Ele se sentou de costas para nós. Alguma coisa estava se mexendo sob o tecido de sua camisa! Sangue espirrou. A coluna vertebral começou a sair em forma de espinhos. Ele arrancou desajeitadamente a blusa rasgada. A pele estava muito pálida e pegajosa, a cabeça... anormalmente inchada. Não!

Hector se agachou, de quatro. Babando. Os braços e pernas estavam alongado, finos. Ele está se transformando em uma daquelas coisas!

O ataque foi instantâneo! A correria e os tiros se seguiram. A transformação ainda não estava completa, mas Hector perdera tudo o que tinha de humanidade. Ele é uma besta. Um ignáminu.

— Onde está o cajado?! — alguém gritou no meio da confusão.

A criatura era violenta e muito ágil. Estava ferida, mas longe de ser contida. A algazarra deve ter atraído atenção, porque tínhamos companhia. Elisa acertou o ombro da outra besta que fugiu para a mata.

Hector tinha sido finalmente controlado. A criatura moribunda agonizava no chão. Algumas poucas feições desfiguradas deixavam ver que aquilo já fora um homem um dia.

Gael franziu as sobrancelhas, empunhou novamente a arma... e atirou.

A agonia acabou. Das feridas abertas escorriam tanto sangue vermelho como gosma escura.

— Agora j-já sabemos p-porque n-ninguém volta d-daqui. — Ramon agarrou-se à Elisa, tremendo inteiro, sem conseguir desviar os olhos do morto.

— Onde está o eremita? — Gael perguntou com urgência.

— Precisamos sair daqui agora! — a voz do homem atrás da minha orelha me fez dar um pulo e eu trombei em Vânia.

— Onde esteve?! — Gael cruzou o grupo e o encarou. Mais acusação do que pergunta.

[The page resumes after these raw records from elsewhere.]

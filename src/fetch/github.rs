use chrono::{DateTime, Utc};
use serde::Deserialize;

use crate::error::{QuakeSyncError, Result};
use crate::model::CommitEvent;

pub const COMMIT_PAGE_SIZE: u32 = 100;

const SOURCE: &str = "GitHub";

// Wire shape of /repos/{owner}/{repo}/commits. Required fields only; a
// record missing any of them is a decode error, not a silent null.
#[derive(Debug, Deserialize)]
struct WireCommit {
    sha: String,
    commit: WireCommitBody,
}

#[derive(Debug, Deserialize)]
struct WireCommitBody {
    author: WireCommitAuthor,
    message: String,
}

#[derive(Debug, Deserialize)]
struct WireCommitAuthor {
    date: DateTime<Utc>,
}

pub fn commits_url(base: &str, repo: &str, since: DateTime<Utc>) -> String {
    // Z-suffixed form; a "+00:00" offset would read as a space in the query.
    format!(
        "{base}/repos/{repo}/commits?since={}&per_page={COMMIT_PAGE_SIZE}",
        since.to_rfc3339_opts(chrono::SecondsFormat::Secs, true)
    )
}

/// Maps a non-2xx GitHub status into the fetch-cycle failure taxonomy.
pub fn status_error(status: u16, repo: &str) -> QuakeSyncError {
    match status {
        404 => QuakeSyncError::RepoNotFound(repo.to_string()),
        403 => QuakeSyncError::RateLimited,
        _ => QuakeSyncError::Upstream {
            source_name: SOURCE,
            status,
        },
    }
}

/// Decodes the commit array into normalized events, validating the schema
/// at the boundary.
pub fn decode_commits(body: &str) -> Result<Vec<CommitEvent>> {
    let wire: Vec<WireCommit> =
        serde_json::from_str(body).map_err(|e| QuakeSyncError::Decode {
            source_name: SOURCE,
            detail: e.to_string(),
        })?;

    Ok(wire
        .into_iter()
        .map(|c| CommitEvent {
            id: c.sha,
            timestamp: c.commit.author.date,
            message: c.commit.message,
        })
        .collect())
}

#[cfg(test)]
mod tests {
    use super::*;
    use chrono::TimeZone;
    use pretty_assertions::assert_eq;

    #[test]
    fn decodes_well_formed_commits() {
        let body = r#"[
            {
                "sha": "abc123",
                "commit": {
                    "author": { "name": "dev", "date": "2024-03-15T10:05:00Z" },
                    "message": "tune bucketing\n\ndetails"
                },
                "url": "https://api.github.com/x"
            }
        ]"#;
        let commits = decode_commits(body).unwrap();
        assert_eq!(commits.len(), 1);
        assert_eq!(commits[0].id, "abc123");
        assert_eq!(
            commits[0].timestamp,
            Utc.with_ymd_and_hms(2024, 3, 15, 10, 5, 0).unwrap()
        );
    }

    #[test]
    fn missing_field_is_a_decode_error() {
        let body = r#"[{ "sha": "abc123", "commit": { "message": "no author" } }]"#;
        match decode_commits(body) {
            Err(QuakeSyncError::Decode { source_name, .. }) => {
                assert_eq!(source_name, "GitHub")
            }
            other => panic!("expected decode error, got {other:?}"),
        }
    }

    #[test]
    fn status_mapping_follows_taxonomy() {
        assert!(matches!(
            status_error(404, "a/b"),
            QuakeSyncError::RepoNotFound(_)
        ));
        assert!(matches!(status_error(403, "a/b"), QuakeSyncError::RateLimited));
        assert!(matches!(
            status_error(500, "a/b"),
            QuakeSyncError::Upstream { status: 500, .. }
        ));
    }

    #[test]
    fn url_carries_since_and_page_cap() {
        let since = Utc.with_ymd_and_hms(2024, 3, 14, 12, 0, 0).unwrap();
        let url = commits_url("https://api.github.com", "facebook/react", since);
        assert!(url.starts_with("https://api.github.com/repos/facebook/react/commits?since=2024-03-14T12:00:00Z"));
        assert!(url.ends_with("per_page=100"));
    }
}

— Afugentando as criaturas na floresta. Elas estão nos seguindo. Pobre garoto. — observou o corpo deformado. — Teve uma morte horrível.

— Para a próxima, fique com o grupo! — o caçador rosnou. — Todo mundo ouviu. Precisamos sair daqui. Agora!

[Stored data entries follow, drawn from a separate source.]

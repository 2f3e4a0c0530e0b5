use std::io;
use std::sync::mpsc;

use chrono::Utc;
use crossterm::event::{poll, read, Event, KeyCode, KeyEventKind};
use crossterm::terminal::{disable_raw_mode, enable_raw_mode};
use ratatui::backend::CrosstermBackend;
use ratatui::Terminal;
use tokio::runtime::Handle;

use crate::app::{Dashboard, Snapshot};
use crate::cli::CommonArgs;
use crate::fetch::FetchClient;
use crate::model::TimeRange;

use super::input::{handle_repo_input, scroll_feed, RepoInput};
use super::state::{TuiState, ViewMode};
use super::views::{draw_dashboard_view, draw_feed_view, draw_help_overlay};

struct CycleOutcome {
    generation: u64,
    result: Result<Snapshot, String>,
}

/// Kicks off one fetch cycle on the runtime. In-flight cycles are never
/// cancelled; the generation tag makes superseded results land in the bin.
fn start_cycle(
    handle: &Handle,
    client: &FetchClient,
    dash: &mut Dashboard,
    state: &mut TuiState,
    tx: &mpsc::Sender<CycleOutcome>,
) {
    let generation = dash.begin_cycle();
    state.loading = true;

    let client = client.clone();
    let repo = dash.repo.clone();
    let range = dash.range;
    let tx = tx.clone();

    handle.spawn(async move {
        let now = Utc::now();
        let result = client
            .fetch_cycle(&repo, range, now)
            .await
            .map(|(commits, quakes)| Snapshot::compute(repo, range, now, commits, quakes))
            .map_err(|e| e.to_string());
        let _ = tx.send(CycleOutcome { generation, result });
    });
}

pub fn run(common: CommonArgs) -> io::Result<()> {
    let handle = Handle::current();
    let client = FetchClient::new(common.github_url.clone(), common.usgs_url.clone())
        .map_err(|e| io::Error::new(io::ErrorKind::Other, e.to_string()))?;

    let (tx, rx) = mpsc::channel::<CycleOutcome>();
    let mut dash = Dashboard::new(common.repo.clone(), common.range);
    let mut state = TuiState::default();

    enable_raw_mode()?;
    let mut terminal = Terminal::new(CrosstermBackend::new(io::stdout()))?;
    terminal.clear()?;

    start_cycle(&handle, &client, &mut dash, &mut state, &tx);

    loop {
        while let Ok(outcome) = rx.try_recv() {
            if dash.apply(outcome.generation, outcome.result) {
                state.loading = false;
                let feed_len = dash.snapshot.as_ref().map(|s| s.feed.len()).unwrap_or(0);
                if state.feed_selected >= feed_len {
                    state.feed_selected = feed_len.saturating_sub(1);
                }
            }
        }

        terminal.draw(|f| {
            let size = f.size();

            if state.show_help {
                draw_help_overlay(f, size);
                return;
            }

            let chunks = ratatui::layout::Layout::default()
                .direction(ratatui::layout::Direction::Vertical)
                .constraints([
                    ratatui::layout::Constraint::Length(3),
                    ratatui::layout::Constraint::Min(0),
                ])
                .split(size);

            let tabs = ratatui::widgets::Tabs::new(vec!["Dashboard", "Feed"])
                .block(
                    ratatui::widgets::Block::default()
                        .borders(ratatui::widgets::Borders::ALL)
                        .title("View Mode"),
                )
                .highlight_style(
                    ratatui::style::Style::default()
                        .fg(ratatui::style::Color::Yellow)
                        .add_modifier(ratatui::style::Modifier::BOLD),
                )
                .select(state.tab_index);
            f.render_widget(tabs, chunks[0]);

            state.view_mode = match state.tab_index {
                0 => ViewMode::Dashboard,
                _ => ViewMode::Feed,
            };

            match state.view_mode {
                ViewMode::Dashboard => draw_dashboard_view(f, chunks[1], &dash, &state),
                ViewMode::Feed => draw_feed_view(f, chunks[1], &dash, &state),
            }
        })?;

        if poll(std::time::Duration::from_millis(200))? {
            if let Event::Key(key_event) = read()? {
                if key_event.kind != KeyEventKind::Press {
                    continue;
                }

                if state.repo_mode {
                    if let RepoInput::Submitted(repo) =
                        handle_repo_input(key_event.code, &mut state)
                    {
                        dash.repo = repo;
                        start_cycle(&handle, &client, &mut dash, &mut state, &tx);
                    }
                    continue;
                }

                let feed_len = dash.snapshot.as_ref().map(|s| s.feed.len()).unwrap_or(0);

                match key_event.code {
                    KeyCode::Char('q') => break,
                    KeyCode::Char('h') | KeyCode::F(1) => state.show_help = !state.show_help,
                    KeyCode::Char('r') => {
                        start_cycle(&handle, &client, &mut dash, &mut state, &tx);
                    }
                    KeyCode::Char('/') => {
                        state.repo_mode = true;
                        state.repo_input = dash.repo.clone();
                    }
                    KeyCode::Char('1') => {
                        dash.range = TimeRange::Last24h;
                        start_cycle(&handle, &client, &mut dash, &mut state, &tx);
                    }
                    KeyCode::Char('2') => {
                        dash.range = TimeRange::Last7d;
                        start_cycle(&handle, &client, &mut dash, &mut state, &tx);
                    }
                    KeyCode::Char('3') => {
                        dash.range = TimeRange::Last30d;
                        start_cycle(&handle, &client, &mut dash, &mut state, &tx);
                    }
                    KeyCode::Tab => state.tab_index = (state.tab_index + 1) % 2,
                    KeyCode::BackTab => {
                        state.tab_index = if state.tab_index == 0 { 1 } else { 0 };
                    }
                    KeyCode::Up | KeyCode::Char('k') => scroll_feed(&mut state, -1, feed_len),
                    KeyCode::Down | KeyCode::Char('j') => scroll_feed(&mut state, 1, feed_len),
                    KeyCode::PageUp => scroll_feed(&mut state, -10, feed_len),
                    KeyCode::PageDown => scroll_feed(&mut state, 10, feed_len),
                    KeyCode::Home => state.feed_selected = 0,
                    KeyCode::End => state.feed_selected = feed_len.saturating_sub(1),
                    _ => {}
                }
            }
        }
    }

    terminal.clear()?;
    disable_raw_mode()?;
    Ok(())
}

— Não podemos caminhar por muito mais tempo. — Selva frisou. — Vamos pela água.

— Eu concordo com ela. — Elisa falou. — Não acredito que eu disse isso. Esse lugar é mesmo o fundo do poço.

Selva bufou para a provocação.

— Nunca fiz nada tão grande. — a filha da lua acrescentou. — Sempre tem uma primeira vez.

Ela se ajoelhou na margem do lago e tocou a superfície com as mãos. O líquido começou a crescer em cristais. Um emaranhado de fibras de gelo dançando, a forma de uma embarcação simples aparecendo com magia.

— É gelo. — Selva se apoiou em Ramon, meio zonza, e se levantou. — Flutua.

Elisa começou a enfiar todo mundo dentro do barco. Os remos foram enrolados em tecidos para não nos queimarem.

— Já tinha visto aquilo acontecer, Sr. Zain? Hector? — Selva perguntou.

A conversa que permeava a mente de todos finalmente rompeu o silêncio e veio à tona enquanto ganhávamos velocidade.

— Já aconteceu algumas vezes.

— Com quem?! — perguntei. Ele não tinha dito que todo mundo chegava morto nas aeronaves e embarcações?

— Com as pessoas que pulam lá de cima. — respondeu. — Do mesmo lugar de onde vocês vieram.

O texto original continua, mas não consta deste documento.